A good quality income protection policy can be worth its weight in gold and should be given serious consideration, but there are a number of considerations and pitfalls here and unfortunately there are many policies that are unlikely ever to pay out, or are prohibitively expensive, for various reasons:

  • If you are a contractor it is extremely unlikely that a policy will pay out if you become unemployed. In other words, you should only be paying to insure your income against being unable to work for health reasons, not for unemployment cover.
  • You should only buy a policy that covers you on an “own occupation” basis. This means that it will pay out if you are unable to carry out your own occupation. There are many policies that have an “any occupation” definition which means that in order to claim you must not be able to do any paid job. As a freelance professional you are likely to have specialist skills, years of experience and be highly qualified, but such a policy would not pay out if the insurance company considered you fit enough to do the most menial of tasks.
  • The “deferred period” has a huge bearing on the premium. This refers to the length of time you have to wait between becoming incapacitated and when the policy starts paying out. The real financial threat is being unable to work for an extended period, possibly for many months or even years. The premium for a policy with a 1 month deferred period is typically twice that of a 3 month policy, so I would recommend “self-insuring” the first three months at least, simply by leaving sufficient funds in the company.
  • Be aware also, that the amount of income you can insure for is based on a percentage of the amount that you draw as personal income from your limited company, not the company’s turnover.

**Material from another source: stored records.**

// Copyright 2025 Schelling Point Labs Inc
// SPDX-License-Identifier: AGPL-3.0-only

//! Custom middleware

use crate::config::RateLimitConfig;
use crate::error::ServerError;
use crate::state::AppState;
use axum::{
    async_trait,
    body::{to_bytes, Body},
    extract::{FromRequestParts, Request, State},
    http::{header, request::Parts, HeaderMap, Method},
    middleware::Next,
    response::Response,
};
use folio_api_contract::{NewSecurityEvent, Severity};
use serde_json::json;
use std::collections::HashMap;
use std::convert::Infallible;
use std::sync::Arc;
use std::time::{Duration, Instant};
use tokio::sync::Mutex;

/// Largest body the threat detector will buffer
const MAX_INSPECTED_BODY: usize = 10 * 1024 * 1024;

const RATE_WINDOW: Duration = Duration::from_secs(60);

/// Caller address and agent as reported by the request headers
#[derive(Debug, Clone, Default, PartialEq, Eq)]
pub struct ClientInfo {
    pub ip: Option<String>,
    pub user_agent: Option<String>,
}

impl ClientInfo {
    pub fn from_headers(headers: &HeaderMap) -> Self {
        let header_str = |name| {
            headers
                .get(name)
                .and_then(|value| value.to_str().ok())
                .map(str::trim)
                .filter(|value| !value.is_empty())
        };
        let ip = header_str(header::HeaderName::from_static("x-forwarded-for"))
            .and_then(|forwarded| forwarded.split(',').next())
            .map(str::trim)
            .or_else(|| header_str(header::HeaderName::from_static("x-real-ip")))
            .map(str::to_string);
        Self {
            ip,
            user_agent: header_str(header::USER_AGENT).map(str::to_string),
        }
    }
}

#[async_trait]
impl<S: Send + Sync> FromRequestParts<S> for ClientInfo {
    type Rejection = Infallible;

    async fn from_request_parts(parts: &mut Parts, _state: &S) -> Result<Self, Self::Rejection> {
        Ok(Self::from_headers(&parts.headers))
    }
}

/// Request times per client, plus when idle clients were last dropped
#[derive(Default)]
struct RateWindows {
    clients: HashMap<String, Vec<Instant>>,
    last_sweep: Option<Instant>,
}

impl RateWindows {
    /// Forget clients with nothing inside the window, at most once per window
    fn sweep(&mut self, now: Instant) {
        if self
            .last_sweep
            .is_some_and(|last| now.saturating_duration_since(last) < RATE_WINDOW)
        {
            return;
        }
        self.clients.retain(|_, times| {
            times.retain(|&time| now.saturating_duration_since(time) < RATE_WINDOW);
            !times.is_empty()
        });
        self.last_sweep = Some(now);
    }
}

/// Rate limiting state
#[derive(Clone)]
pub struct RateLimitState {
    requests: Arc<Mutex<RateWindows>>,
    config: RateLimitConfig,
}

impl RateLimitState {
    pub fn new(config: RateLimitConfig) -> Self {
        Self {
            requests: Arc::new(Mutex::new(RateWindows::default())),
            config,
        }
    }

    /// Record a request for `key`; false when the key is over its limit
    pub async fn check_rate_limit(&self, key: &str) -> bool {
        self.check_at(key, Instant::now()).await
    }

    async fn check_at(&self, key: &str, now: Instant) -> bool {
        let mut windows = self.requests.lock().await;
        windows.sweep(now);
        let client_requests = windows.clients.entry(key.to_string()).or_default();

        // Sliding window
        client_requests.retain(|&time| now.saturating_duration_since(time) < RATE_WINDOW);

        if client_requests.len() < self.config.requests_per_minute as usize {
            client_requests.push(now);
            true
        } else {
            false
        }
    }

    #[cfg(test)]
    async fn tracked_clients(&self) -> usize {
        self.requests.lock().await.clients.len()
    }
}

/// Per-client request budget keyed on `x-forwarded-for`
pub async fn rate_limit_middleware(
    state: Arc<RateLimitState>,
    req: Request,
    next: Next,
) -> Result<Response, ServerError> {
    let client_ip = req
        .headers()
        .get("x-forwarded-for")
        .and_then(|h| h.to_str().ok())
        .unwrap_or("unknown")
        .to_string();

    if state.check_rate_limit(&client_ip).await {
        Ok(next.run(req).await)
    } else {
        tracing::debug!(client = %client_ip, "rate limit exceeded");
        Err(ServerError::RateLimited)
    }
}

/// Refuse callers whose address is on the block list
pub async fn ip_block_middleware(
    State(state): State<AppState>,
    req: Request,
    next: Next,
) -> Result<Response, ServerError> {
    if let Some(ip) = ClientInfo::from_headers(req.headers()).ip {
        if state.security.is_blocked(&ip)? {
            tracing::info!(%ip, path = %req.uri().path(), "blocked address refused");
            return Err(ServerError::Authorization("Access denied".to_string()));
        }
    }
    Ok(next.run(req).await)
}

/// Reject write requests whose body matches a threat pattern
pub async fn threat_detection_middleware(
    State(state): State<AppState>,
    req: Request,
    next: Next,
) -> Result<Response, ServerError> {
    if !matches!(*req.method(), Method::POST | Method::PUT | Method::PATCH) {
        return Ok(next.run(req).await);
    }

    let (parts, body) = req.into_parts();
    let bytes = to_bytes(body, MAX_INSPECTED_BODY)
        .await
        .map_err(|_| ServerError::BadRequest("request body too large".to_string()))?;

    let content = String::from_utf8_lossy(&bytes);
    if state.security.detector().is_threat(&content) {
        let client = ClientInfo::from_headers(&parts.headers);
        let event = NewSecurityEvent::new(
            "threat_detected",
            Severity::High,
            format!("Malicious content in {} {}", parts.method, parts.uri.path()),
        )
        .details(json!({ "method": parts.method.as_str(), "path": parts.uri.path() }))
        .ip(client.ip)
        .user_agent(client.user_agent);
        if let Err(err) = state.security.log_event(event).await {
            tracing::error!(error = %err, "failed to record threat");
        }
        return Err(ServerError::BadRequest("Invalid request content".to_string()));
    }

    Ok(next.run(Request::from_parts(parts, Body::from(bytes))).await)
}

#[cfg(test)]
mod tests {
    use super::*;
    use axum::http::HeaderValue;

    #[tokio::test]
    async fn window_slides() {
        let limiter = RateLimitState::new(RateLimitConfig {
            requests_per_minute: 2,
        });
        let start = Instant::now();
        assert!(limiter.check_at("a", start).await);
        assert!(limiter.check_at("a", start).await);
        assert!(!limiter.check_at("a", start + Duration::from_secs(30)).await);
        assert!(limiter.check_at("b", start).await);
        assert!(limiter.check_at("a", start + Duration::from_secs(61)).await);
    }

    #[tokio::test]
    async fn idle_clients_are_forgotten() {
        let limiter = RateLimitState::new(RateLimitConfig {
            requests_per_minute: 5,
        });
        let start = Instant::now();
        for n in 0..1000 {
            assert!(limiter.check_at(&format!("10.0.{}.{}", n / 256, n % 256), start).await);
        }
        assert_eq!(limiter.tracked_clients().await, 1000);

        assert!(limiter.check_at("10.9.9.9", start + Duration::from_secs(120)).await);
        assert_eq!(limiter.tracked_clients().await, 1);
    }

    #[test]
    fn client_ip_prefers_first_forwarded_hop() {
        let mut headers = HeaderMap::new();
        headers.insert("x-forwarded-for", HeaderValue::from_static("203.0.113.5, 10.0.0.1"));
        headers.insert("x-real-ip", HeaderValue::from_static("10.0.0.9"));
        headers.insert(header::USER_AGENT, HeaderValue::from_static("curl/8"));
        let client = ClientInfo::from_headers(&headers);
        assert_eq!(client.ip.as_deref(), Some("203.0.113.5"));
        assert_eq!(client.user_agent.as_deref(), Some("curl/8"));

        headers.remove("x-forwarded-for");
        assert_eq!(ClientInfo::from_headers(&headers).ip.as_deref(), Some("10.0.0.9"));
        assert_eq!(ClientInfo::from_headers(&HeaderMap::new()), ClientInfo::default());
    }
}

Most insurers allow you to cover dividends as well as salary, but not all. Some, but not all, will also cover spouse’s dividends.
  • Critical illness insurance is not the same as income protection. The former typically pays out a lump sum on the diagnosis but survival of a specified condition such as a heart attack, cancer or stroke, whereas a good income protection policy will normally cover all health risks and is therefore more comprehensive in nature.
  • Accident, Sickness and Unemployment (ASU) policies, generally sold when you take out a mortgage or loan, is not income protection insurance. ASU policies only pay out for a limited period, are often written on an “any” occupation basis, and the unemployment part is unlikely to pay out if you work for yourself.


In summary therefore, the advice is to self-insure short term risks by holding an emergency pot in the company, and combine this with a good quality income protection policy to protect against the financial threat of longer term ailments. The latter is a specialist area, especially in respect of freelancers, and it pays to take independent advice.